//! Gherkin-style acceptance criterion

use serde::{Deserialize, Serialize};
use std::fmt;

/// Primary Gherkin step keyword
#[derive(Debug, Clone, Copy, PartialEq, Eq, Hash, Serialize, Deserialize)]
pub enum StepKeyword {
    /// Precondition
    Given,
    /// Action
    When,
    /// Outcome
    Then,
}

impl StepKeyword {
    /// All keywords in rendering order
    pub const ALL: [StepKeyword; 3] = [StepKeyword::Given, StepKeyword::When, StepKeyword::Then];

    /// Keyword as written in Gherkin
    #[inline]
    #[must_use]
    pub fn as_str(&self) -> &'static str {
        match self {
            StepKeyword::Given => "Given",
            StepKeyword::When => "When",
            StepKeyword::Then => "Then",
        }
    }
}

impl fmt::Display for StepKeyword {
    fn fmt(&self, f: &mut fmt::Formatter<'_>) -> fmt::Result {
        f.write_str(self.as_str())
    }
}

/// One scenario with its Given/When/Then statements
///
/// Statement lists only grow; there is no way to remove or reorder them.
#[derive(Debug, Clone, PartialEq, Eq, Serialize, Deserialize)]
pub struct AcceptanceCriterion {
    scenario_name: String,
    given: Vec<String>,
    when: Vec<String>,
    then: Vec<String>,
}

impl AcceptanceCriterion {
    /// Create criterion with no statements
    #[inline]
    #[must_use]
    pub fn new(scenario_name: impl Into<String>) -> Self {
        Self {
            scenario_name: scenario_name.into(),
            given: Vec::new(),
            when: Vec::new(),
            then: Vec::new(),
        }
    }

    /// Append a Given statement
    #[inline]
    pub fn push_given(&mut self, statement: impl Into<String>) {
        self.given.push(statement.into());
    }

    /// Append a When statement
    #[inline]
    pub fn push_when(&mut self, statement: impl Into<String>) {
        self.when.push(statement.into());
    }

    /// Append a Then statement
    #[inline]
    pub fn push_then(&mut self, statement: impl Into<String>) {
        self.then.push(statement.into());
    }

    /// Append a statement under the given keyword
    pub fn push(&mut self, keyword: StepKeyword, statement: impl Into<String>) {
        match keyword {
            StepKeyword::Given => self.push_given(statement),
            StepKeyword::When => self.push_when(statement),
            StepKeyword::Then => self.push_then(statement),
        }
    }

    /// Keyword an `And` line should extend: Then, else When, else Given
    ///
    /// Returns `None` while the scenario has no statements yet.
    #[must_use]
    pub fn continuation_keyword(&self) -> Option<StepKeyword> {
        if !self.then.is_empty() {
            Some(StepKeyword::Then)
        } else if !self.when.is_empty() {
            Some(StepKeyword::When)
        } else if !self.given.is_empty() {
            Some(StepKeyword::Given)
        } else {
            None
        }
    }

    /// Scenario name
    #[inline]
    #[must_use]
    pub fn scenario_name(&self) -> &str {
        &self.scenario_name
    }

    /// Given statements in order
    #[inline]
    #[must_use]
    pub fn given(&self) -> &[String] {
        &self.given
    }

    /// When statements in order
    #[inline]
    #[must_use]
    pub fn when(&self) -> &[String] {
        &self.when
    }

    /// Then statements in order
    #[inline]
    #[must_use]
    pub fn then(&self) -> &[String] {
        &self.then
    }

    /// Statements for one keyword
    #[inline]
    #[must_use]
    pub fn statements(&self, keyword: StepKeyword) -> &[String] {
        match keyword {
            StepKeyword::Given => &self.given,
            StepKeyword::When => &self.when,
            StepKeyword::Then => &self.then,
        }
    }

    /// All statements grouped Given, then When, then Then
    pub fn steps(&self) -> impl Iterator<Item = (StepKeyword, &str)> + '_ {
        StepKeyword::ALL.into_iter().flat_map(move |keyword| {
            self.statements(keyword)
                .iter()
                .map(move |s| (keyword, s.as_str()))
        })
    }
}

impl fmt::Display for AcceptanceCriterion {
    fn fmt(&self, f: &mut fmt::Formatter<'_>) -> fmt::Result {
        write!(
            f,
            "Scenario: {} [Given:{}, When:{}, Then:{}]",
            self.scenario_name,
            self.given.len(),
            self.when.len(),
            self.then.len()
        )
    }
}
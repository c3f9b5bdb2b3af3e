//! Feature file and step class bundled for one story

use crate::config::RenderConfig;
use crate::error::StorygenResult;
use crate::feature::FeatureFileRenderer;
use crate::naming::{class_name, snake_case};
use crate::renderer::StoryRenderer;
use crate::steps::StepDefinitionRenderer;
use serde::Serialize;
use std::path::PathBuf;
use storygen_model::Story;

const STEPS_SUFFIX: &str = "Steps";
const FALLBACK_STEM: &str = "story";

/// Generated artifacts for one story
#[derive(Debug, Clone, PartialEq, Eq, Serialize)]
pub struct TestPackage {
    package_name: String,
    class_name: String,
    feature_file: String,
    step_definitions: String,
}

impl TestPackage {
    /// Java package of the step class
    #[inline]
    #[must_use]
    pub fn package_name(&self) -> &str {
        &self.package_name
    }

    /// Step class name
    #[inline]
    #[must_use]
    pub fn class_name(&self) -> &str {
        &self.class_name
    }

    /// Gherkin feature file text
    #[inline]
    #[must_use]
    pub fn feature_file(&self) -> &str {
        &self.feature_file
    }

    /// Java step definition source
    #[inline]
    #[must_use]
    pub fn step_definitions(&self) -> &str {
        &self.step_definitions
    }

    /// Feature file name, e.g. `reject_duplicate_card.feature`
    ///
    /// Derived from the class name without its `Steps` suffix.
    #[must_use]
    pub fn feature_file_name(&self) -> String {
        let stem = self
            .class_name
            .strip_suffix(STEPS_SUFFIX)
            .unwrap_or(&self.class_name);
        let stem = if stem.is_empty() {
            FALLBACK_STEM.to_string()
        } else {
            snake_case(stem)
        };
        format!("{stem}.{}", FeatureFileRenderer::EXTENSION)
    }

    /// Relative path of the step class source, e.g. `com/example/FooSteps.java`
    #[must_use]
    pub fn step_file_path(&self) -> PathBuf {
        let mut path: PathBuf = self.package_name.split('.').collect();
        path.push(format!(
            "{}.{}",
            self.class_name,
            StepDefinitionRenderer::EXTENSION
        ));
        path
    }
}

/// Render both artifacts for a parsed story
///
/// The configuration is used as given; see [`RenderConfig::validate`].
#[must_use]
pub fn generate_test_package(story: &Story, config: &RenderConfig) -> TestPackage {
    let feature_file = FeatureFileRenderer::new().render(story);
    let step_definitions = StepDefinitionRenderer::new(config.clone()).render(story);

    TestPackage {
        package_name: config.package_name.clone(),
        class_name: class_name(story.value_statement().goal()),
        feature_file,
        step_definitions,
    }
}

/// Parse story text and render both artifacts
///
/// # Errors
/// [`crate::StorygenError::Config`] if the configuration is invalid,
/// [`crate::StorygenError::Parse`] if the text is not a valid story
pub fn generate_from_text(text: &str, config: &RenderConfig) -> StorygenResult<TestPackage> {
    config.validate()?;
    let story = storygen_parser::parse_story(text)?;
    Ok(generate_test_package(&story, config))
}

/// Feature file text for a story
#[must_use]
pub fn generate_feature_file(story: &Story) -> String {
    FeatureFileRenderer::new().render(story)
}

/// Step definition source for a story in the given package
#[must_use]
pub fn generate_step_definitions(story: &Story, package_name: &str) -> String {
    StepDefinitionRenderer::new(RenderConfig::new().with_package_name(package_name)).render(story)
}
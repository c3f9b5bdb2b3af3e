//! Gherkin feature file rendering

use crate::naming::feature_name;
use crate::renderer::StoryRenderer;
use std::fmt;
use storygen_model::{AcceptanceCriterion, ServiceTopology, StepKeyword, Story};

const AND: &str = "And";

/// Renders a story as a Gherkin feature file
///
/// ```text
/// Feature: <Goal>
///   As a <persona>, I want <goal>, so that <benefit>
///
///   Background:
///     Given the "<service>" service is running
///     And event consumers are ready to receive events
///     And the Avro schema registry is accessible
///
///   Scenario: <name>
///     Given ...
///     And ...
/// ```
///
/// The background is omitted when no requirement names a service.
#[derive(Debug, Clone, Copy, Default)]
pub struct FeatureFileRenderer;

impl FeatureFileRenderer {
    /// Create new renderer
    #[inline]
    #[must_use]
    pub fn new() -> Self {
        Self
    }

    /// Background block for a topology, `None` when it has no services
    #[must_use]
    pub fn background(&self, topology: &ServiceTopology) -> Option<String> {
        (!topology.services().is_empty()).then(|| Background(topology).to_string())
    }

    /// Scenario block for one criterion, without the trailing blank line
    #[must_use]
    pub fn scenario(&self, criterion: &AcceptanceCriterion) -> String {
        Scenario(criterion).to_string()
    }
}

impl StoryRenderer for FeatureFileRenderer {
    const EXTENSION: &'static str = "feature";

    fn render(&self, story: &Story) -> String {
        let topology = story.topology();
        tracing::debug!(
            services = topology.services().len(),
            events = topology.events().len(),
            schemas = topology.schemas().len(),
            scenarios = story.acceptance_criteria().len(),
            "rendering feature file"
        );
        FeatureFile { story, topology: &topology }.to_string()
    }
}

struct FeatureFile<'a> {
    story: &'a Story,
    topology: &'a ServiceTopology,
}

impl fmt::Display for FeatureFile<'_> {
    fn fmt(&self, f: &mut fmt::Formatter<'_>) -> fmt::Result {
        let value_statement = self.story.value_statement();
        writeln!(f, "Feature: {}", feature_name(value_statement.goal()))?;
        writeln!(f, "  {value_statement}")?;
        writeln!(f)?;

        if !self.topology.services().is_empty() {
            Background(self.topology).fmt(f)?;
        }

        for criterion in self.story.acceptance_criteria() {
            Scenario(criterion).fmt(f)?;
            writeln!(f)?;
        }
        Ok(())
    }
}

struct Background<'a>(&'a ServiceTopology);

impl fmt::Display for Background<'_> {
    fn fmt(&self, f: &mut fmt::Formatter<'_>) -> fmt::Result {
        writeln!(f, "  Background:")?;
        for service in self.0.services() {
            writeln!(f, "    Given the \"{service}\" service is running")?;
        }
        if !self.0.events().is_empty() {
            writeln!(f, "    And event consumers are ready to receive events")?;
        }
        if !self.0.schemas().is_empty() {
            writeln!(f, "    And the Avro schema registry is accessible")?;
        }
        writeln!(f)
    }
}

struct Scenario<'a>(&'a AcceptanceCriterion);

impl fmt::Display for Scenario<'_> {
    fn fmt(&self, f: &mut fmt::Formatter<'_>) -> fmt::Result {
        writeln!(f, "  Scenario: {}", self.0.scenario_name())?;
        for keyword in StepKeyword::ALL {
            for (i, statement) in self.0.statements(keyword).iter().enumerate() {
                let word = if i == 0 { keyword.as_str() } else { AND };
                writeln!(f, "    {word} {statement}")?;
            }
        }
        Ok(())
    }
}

----

Go through the listing above and find each line containing the string "receive"; copy those lines.

Output for this exercise:
///     And event consumers are ready to receive events
            writeln!(f, "    And event consumers are ready to receive events")?;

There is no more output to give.